Out of so many investment products such as property, stock, precious material, commodities and more, stock tends to be the most common investment choice for most investors. Its commonality does come with some reasons and the following are 11 reason of investing in stock.
- Minimal Outlay - One does not require a lot of capital to purchase shares. Of cause, this will depend on the rules determined by the securities commission of respective countries. For example, in United States, minimal purchase of share can be 1 unit. If a share is only worth $1 , you can invest just with $1 before including the brokerage charges and commission. While some other countries like Malaysia, the minimal purchase of share is 100 unit, but the stock price in the Malaysia Stock market are relatively cheap. Anyhow, most of the securities commission will make the minimal outlay affordable by most investors.
- Liquidity - Investments in shares are extremely liquid. One can sell shares and receive the proceeds in a matter of days. This is rarely possible in several other investment alternatives like properties.
- Decisions can be changed - Decisions made are not irrevocable. If one purchases real estate, it would be difficult to reverse it and sell in a hurry without incurring a loss. Shares can be sold easily and freely in the stock exchange as and when one desires.
- Hedge against inflation - Shares are a tremendous hedge against inflation. The real rate of inflation is normally higher than the declared rate of inflation by the government. Furthermore, the rate of inflation is higher than the interest received on bank deposits and other forms of savings or investment. Only shares have consistently yielded income and growth, over a period of time, that is far in excess of the rate of inflation.
- Safety - Unless one sinks one's money in an absolute dunderhead of a company - a lemon, one's investment is reasonably safe. And some are safer than the others. One will not lose all the money if the money are invested in good, sound companies.
- Wide Options - Thousands of companies operating in different markets and diverse industries are quoted on the stock exchanges. With globalization, it is never that easy before to purchase share in other countries or regions now. An investor can diversify their portfolio not only to different industries in his country , but to different geographical location on other countries and regions.

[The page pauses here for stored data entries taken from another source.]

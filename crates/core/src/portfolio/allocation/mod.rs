//! Portfolio allocation module - per-component breakdown of the value series.

mod allocation_model;
mod component_decomposer;

pub use allocation_model::*;
pub use component_decomposer::*;
//! Portfolio snapshot module - upstream payloads and composition extraction.

pub mod component_extractors;
mod snapshot_model;

pub use component_extractors::*;
pub use snapshot_model::*;
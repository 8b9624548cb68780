//! Dashboard assembly - turns the two upstream payloads into everything the
//! front end renders, and tracks which selection a session is showing.

mod chart;
mod dashboard_model;
mod dashboard_service;
mod generation;
mod session;

pub use chart::*;
pub use dashboard_model::*;
pub use dashboard_service::*;
pub use generation::*;
pub use session::*;
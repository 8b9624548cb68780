//! Upstream payload shapes and the portfolio snapshot built from them.
//!
//! The brokerage API is loose about types: numbers may be strings, lists may be
//! null and most fields are optional. Every field here is optional and numeric
//! fields go through a lenient decoder, so a single odd value never rejects the
//! whole payload.

use rust_decimal::Decimal;
use serde::{Deserialize, Serialize};
use serde_json::Value;

use crate::errors::{Error, Result};
use crate::utils::decimal_utils::lenient_decimal;

/// `GET /accounts/{account}/portfolio`
#[derive(Debug, Clone, Default, PartialEq, Serialize, Deserialize)]
pub struct PortfolioPayload {
    #[serde(default)]
    pub portfolio: Option<PortfolioSummaryPayload>,
    #[serde(default)]
    pub extra: Option<ExtraPayload>,
    #[serde(default)]
    pub instrument_accounts: Option<Vec<InstrumentAccountPayload>>,
}

#[derive(Debug, Clone, Default, PartialEq, Serialize, Deserialize)]
pub struct PortfolioSummaryPayload {
    #[serde(default, deserialize_with = "lenient_decimal")]
    pub total_amount: Option<Decimal>,
    #[serde(default, deserialize_with = "lenient_decimal")]
    pub cash_amount: Option<Decimal>,
    #[serde(default)]
    pub cash_accounts: Option<Vec<CashAccountPayload>>,
}

#[derive(Debug, Clone, Default, PartialEq, Serialize, Deserialize)]
pub struct CashAccountPayload {
    #[serde(default)]
    pub instrument_accounts: Option<Vec<InstrumentAccountPayload>>,
}

#[derive(Debug, Clone, Default, PartialEq, Serialize, Deserialize)]
pub struct InstrumentAccountPayload {
    #[serde(default)]
    pub positions: Option<Vec<PositionPayload>>,
}

#[derive(Debug, Clone, Default, PartialEq, Serialize, Deserialize)]
pub struct PositionPayload {
    #[serde(default)]
    pub instrument: Option<InstrumentPayload>,
    #[serde(default, deserialize_with = "lenient_decimal")]
    pub amount: Option<Decimal>,
    #[serde(default, deserialize_with = "lenient_decimal")]
    pub weight_real: Option<Decimal>,
    #[serde(default, deserialize_with = "lenient_decimal")]
    pub price: Option<Decimal>,
    #[serde(default, deserialize_with = "lenient_decimal")]
    pub titles: Option<Decimal>,
}

#[derive(Debug, Clone, Default, PartialEq, Serialize, Deserialize)]
pub struct InstrumentPayload {
    #[serde(default)]
    pub name: Option<String>,
    #[serde(default)]
    pub description: Option<String>,
    #[serde(default)]
    pub identifier: Option<String>,
}

#[derive(Debug, Clone, Default, PartialEq, Serialize, Deserialize)]
pub struct ExtraPayload {
    #[serde(default, deserialize_with = "lenient_decimal")]
    pub additional_cash_needed_to_trade: Option<Decimal>,
    #[serde(default, deserialize_with = "lenient_decimal")]
    pub amount_to_trade: Option<Decimal>,
}

/// `GET /accounts/{account}/performance`
#[derive(Debug, Clone, Default, PartialEq, Serialize, Deserialize)]
pub struct HistoryPayload {
    #[serde(default)]
    pub performance: Option<PerformancePayload>,
    #[serde(default, rename = "return")]
    pub returns: Option<ReturnPayload>,
    #[serde(default, deserialize_with = "lenient_decimal")]
    pub plan_expected_return: Option<Decimal>,
    #[serde(default, deserialize_with = "lenient_decimal")]
    pub volatility: Option<Decimal>,
    #[serde(default)]
    pub portfolios: Option<Vec<PortfolioHistoryEntry>>,
}

/// Raw performance block. Series stay as JSON until the normalizer reads them.
#[derive(Debug, Clone, Default, PartialEq, Serialize, Deserialize)]
pub struct PerformancePayload {
    #[serde(default)]
    pub period: Option<Value>,
    #[serde(default)]
    pub real: Option<Value>,
    #[serde(default)]
    pub expected: Option<Value>,
    #[serde(default)]
    pub best: Option<Value>,
    #[serde(default)]
    pub worst: Option<Value>,
    #[serde(default)]
    pub expected_return: Option<Value>,
    #[serde(default)]
    pub best_return: Option<Value>,
    #[serde(default)]
    pub worst_return: Option<Value>,
}

impl PerformancePayload {
    pub fn expected_series(&self) -> Option<&Value> {
        self.expected.as_ref().or(self.expected_return.as_ref())
    }

    pub fn best_series(&self) -> Option<&Value> {
        self.best.as_ref().or(self.best_return.as_ref())
    }

    pub fn worst_series(&self) -> Option<&Value> {
        self.worst.as_ref().or(self.worst_return.as_ref())
    }
}

#[derive(Debug, Clone, Default, PartialEq, Serialize, Deserialize)]
pub struct ReturnPayload {
    #[serde(default, deserialize_with = "lenient_decimal")]
    pub time_return_annual: Option<Decimal>,
}

#[derive(Debug, Clone, Default, PartialEq, Serialize, Deserialize)]
pub struct PortfolioHistoryEntry {
    #[serde(default)]
    pub date: Option<String>,
    #[serde(default, deserialize_with = "lenient_decimal")]
    pub total_amount: Option<Decimal>,
}

fn decode_object<T: serde::de::DeserializeOwned>(value: &Value, what: &str) -> Result<T> {
    if !value.is_object() {
        return Err(Error::Payload(format!("{} payload is not a JSON object", what)));
    }
    Ok(serde_json::from_value(value.clone())?)
}

impl PortfolioPayload {
    pub fn from_json(value: &Value) -> Result<Self> {
        decode_object(value, "portfolio")
    }

    pub fn total_value(&self) -> Decimal {
        self.portfolio
            .as_ref()
            .and_then(|p| p.total_amount)
            .unwrap_or(Decimal::ZERO)
    }

    /// Every position, from the top-level instrument accounts and from those
    /// nested under cash accounts.
    pub fn positions(&self) -> impl Iterator<Item = &PositionPayload> + '_ {
        let top_level = self.instrument_accounts.iter().flatten();
        let nested = self
            .portfolio
            .iter()
            .flat_map(|p| p.cash_accounts.iter().flatten())
            .flat_map(|cash| cash.instrument_accounts.iter().flatten());
        top_level
            .chain(nested)
            .flat_map(|account| account.positions.iter().flatten())
    }
}

impl HistoryPayload {
    pub fn from_json(value: &Value) -> Result<Self> {
        decode_object(value, "performance")
    }

    /// The performance block, when it carries a period list.
    pub fn performance_with_periods(&self) -> Option<&PerformancePayload> {
        self.performance.as_ref().filter(|p| p.period.is_some())
    }
}

/// One holding of the portfolio as shown in the composition table.
#[derive(Debug, Clone, PartialEq, Eq, Serialize, Deserialize)]
#[serde(rename_all = "camelCase")]
pub struct Component {
    pub name: String,
    pub amount: Decimal,
    /// Fraction of the total value (0.25 = 25%).
    pub weight: Decimal,
    pub color: String,
    pub price: Decimal,
    pub units: Decimal,
}

impl Component {
    /// Unit price, when the API reports one.
    pub fn display_price(&self) -> Option<Decimal> {
        Some(self.price).filter(|p| p.is_sign_positive() && !p.is_zero())
    }

    /// Unit count, when the API reports one.
    pub fn display_units(&self) -> Option<Decimal> {
        Some(self.units).filter(|u| u.is_sign_positive() && !u.is_zero())
    }

    pub fn weight_pct(&self) -> Decimal {
        self.weight * Decimal::ONE_HUNDRED
    }
}

/// Live state of one account, rebuilt on every fetch.
#[derive(Debug, Clone, PartialEq, Eq, Serialize, Deserialize)]
#[serde(rename_all = "camelCase")]
pub struct PortfolioSnapshot {
    pub total_value: Decimal,
    pub cash_amount: Decimal,
    pub additional_cash_needed: Decimal,
    pub components: Vec<Component>,
}
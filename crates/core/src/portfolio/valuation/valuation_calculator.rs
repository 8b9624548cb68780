use crate::portfolio::performance::SparseSeries;
use crate::portfolio::valuation::Reconciliation;

use log::{debug, warn};
use rust_decimal::Decimal;
use std::collections::HashMap;

/// Lays the sparse real series out over the windowed periods.
///
/// Position `p` receives the observation recorded at `filtered_indices[p]`;
/// observations outside the window are dropped.
pub fn align_to_window(sparse_real: &SparseSeries, filtered_indices: &[usize]) -> Vec<Option<Decimal>> {
    // A repeated index maps to its first position.
    let mut positions: HashMap<usize, usize> = HashMap::with_capacity(filtered_indices.len());
    for (position, index) in filtered_indices.iter().enumerate() {
        positions.entry(*index).or_insert(position);
    }

    let mut aligned = vec![None; filtered_indices.len()];
    for (index, value) in sparse_real.iter() {
        if let Some(&position) = positions.get(&index) {
            aligned[position] = Some(value);
        }
    }
    aligned
}

/// Rescales the windowed real series so that its most recent observation
/// coincides with `current_total_value`.
///
/// The anchor is the *last* observed position, never the first.
/// Without any observation, or when the anchor value is zero, the result is
/// the single-point fallback `[current_total_value]` with a factor of 1.
///
/// # Arguments
///
/// * `sparse_real` - Normalized real series keyed by original period index.
/// * `filtered_indices` - Original indices of the windowed periods, in display order.
/// * `current_total_value` - Live total value of the portfolio.
///
pub fn reconcile(
    sparse_real: &SparseSeries,
    filtered_indices: &[usize],
    current_total_value: Decimal,
) -> Reconciliation {
    let raw_values = align_to_window(sparse_real, filtered_indices);

    let Some(anchor_position) = raw_values.iter().rposition(Option::is_some) else {
        debug!(
            "No real observation inside the window ({} periods); using the current value only",
            filtered_indices.len()
        );
        return Reconciliation::current_value_only(current_total_value);
    };

    let anchor_raw = raw_values[anchor_position].unwrap_or(Decimal::ZERO);
    let Some(scaling_factor) = current_total_value.checked_div(anchor_raw) else {
        warn!(
            "Real value at anchor position {} is {}; cannot scale to {}, using the current value only",
            anchor_position, anchor_raw, current_total_value
        );
        return Reconciliation::current_value_only(current_total_value);
    };

    let mut values: Vec<Option<Decimal>> = raw_values
        .iter()
        .enumerate()
        .map(|(position, value)| {
            let raw = (*value)?;
            let scaled = raw.checked_mul(scaling_factor);
            if scaled.is_none() {
                warn!(
                    "Scaling {} by {} at position {} overflows; dropping the observation",
                    raw, scaling_factor, position
                );
            }
            scaled
        })
        .collect();
    // The anchor equals the live total exactly.
    values[anchor_position] = Some(current_total_value);

    Reconciliation {
        values,
        raw_values,
        scaling_factor,
        anchor_position,
        degenerate: false,
    }
}

/// Uses the already-scaled series as the real line (fallback history source).
///
/// The anchor is still the last observed position; values are not rescaled.
pub fn reconcile_unscaled(values: Vec<Option<Decimal>>, current_total_value: Decimal) -> Reconciliation {
    match values.iter().rposition(Option::is_some) {
        Some(anchor_position) => Reconciliation {
            raw_values: values.clone(),
            values,
            scaling_factor: Decimal::ONE,
            anchor_position,
            degenerate: false,
        },
        None => Reconciliation::current_value_only(current_total_value),
    }
}
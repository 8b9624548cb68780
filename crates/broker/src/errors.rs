use thiserror::Error;

pub type Result<T> = std::result::Result<T, BrokerError>;

#[derive(Error, Debug, Clone, PartialEq, Eq)]
pub enum BrokerError {
    /// The token cannot be used as a bearer credential.
    #[error("Invalid access token: {0}")]
    InvalidToken(String),

    /// Upstream answered with a non-success status.
    #[error("Error HTTP: {status} {message}")]
    Http { status: u16, message: String },

    #[error("Request failed: {0}")]
    Network(String),

    #[error("Failed to decode response: {0}")]
    Decode(String),
}

impl BrokerError {
    pub fn is_unauthorized(&self) -> bool {
        matches!(
            self,
            BrokerError::InvalidToken(_) | BrokerError::Http { status: 401, .. }
        )
    }

    /// Upstream status, when there was one.
    pub fn status(&self) -> Option<u16> {
        match self {
            BrokerError::Http { status, .. } => Some(*status),
            _ => None,
        }
    }
}

impl From<reqwest::Error> for BrokerError {
    fn from(err: reqwest::Error) -> Self {
        BrokerError::Network(err.to_string())
    }
}

impl From<serde_json::Error> for BrokerError {
    fn from(err: serde_json::Error) -> Self {
        BrokerError::Decode(err.to_string())
    }
}

impl From<folioview_core::Error> for BrokerError {
    fn from(err: folioview_core::Error) -> Self {
        BrokerError::Decode(err.to_string())
    }
}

- Tax Advantage - In some countries, capital gain tax is not taxable.There are also some countries that does not tax on dividend income. However, those country that tax dividend income will allow the investors to pay less tax on their income tax.
- Collateral Facility - Several banks and other financial institutions lend money to individuals on pledging shares as collateral. This is extremely useful if the loan is required for a short term and one does not wish to part with the asset.
- Ownership of a large enterprise - The ownership of a share gives the holdera part ownerships in the company. Although he might not able to change the policy and strategy of the companies by himself, but he has right to vote , question the directors during annual general meetings.
- The Game - Above all, investing in shares is a game. It is thrilling to watch the performance of the company one has invested in and the movement of stock price. It is addictive to the extent that after one has purchased a share, it is difficult not to check its price everyday. Hours can be spent on deciding whether to sell or to buy more.And the result is the realization of the decision - whether it is correct or not. It is exciting and fun.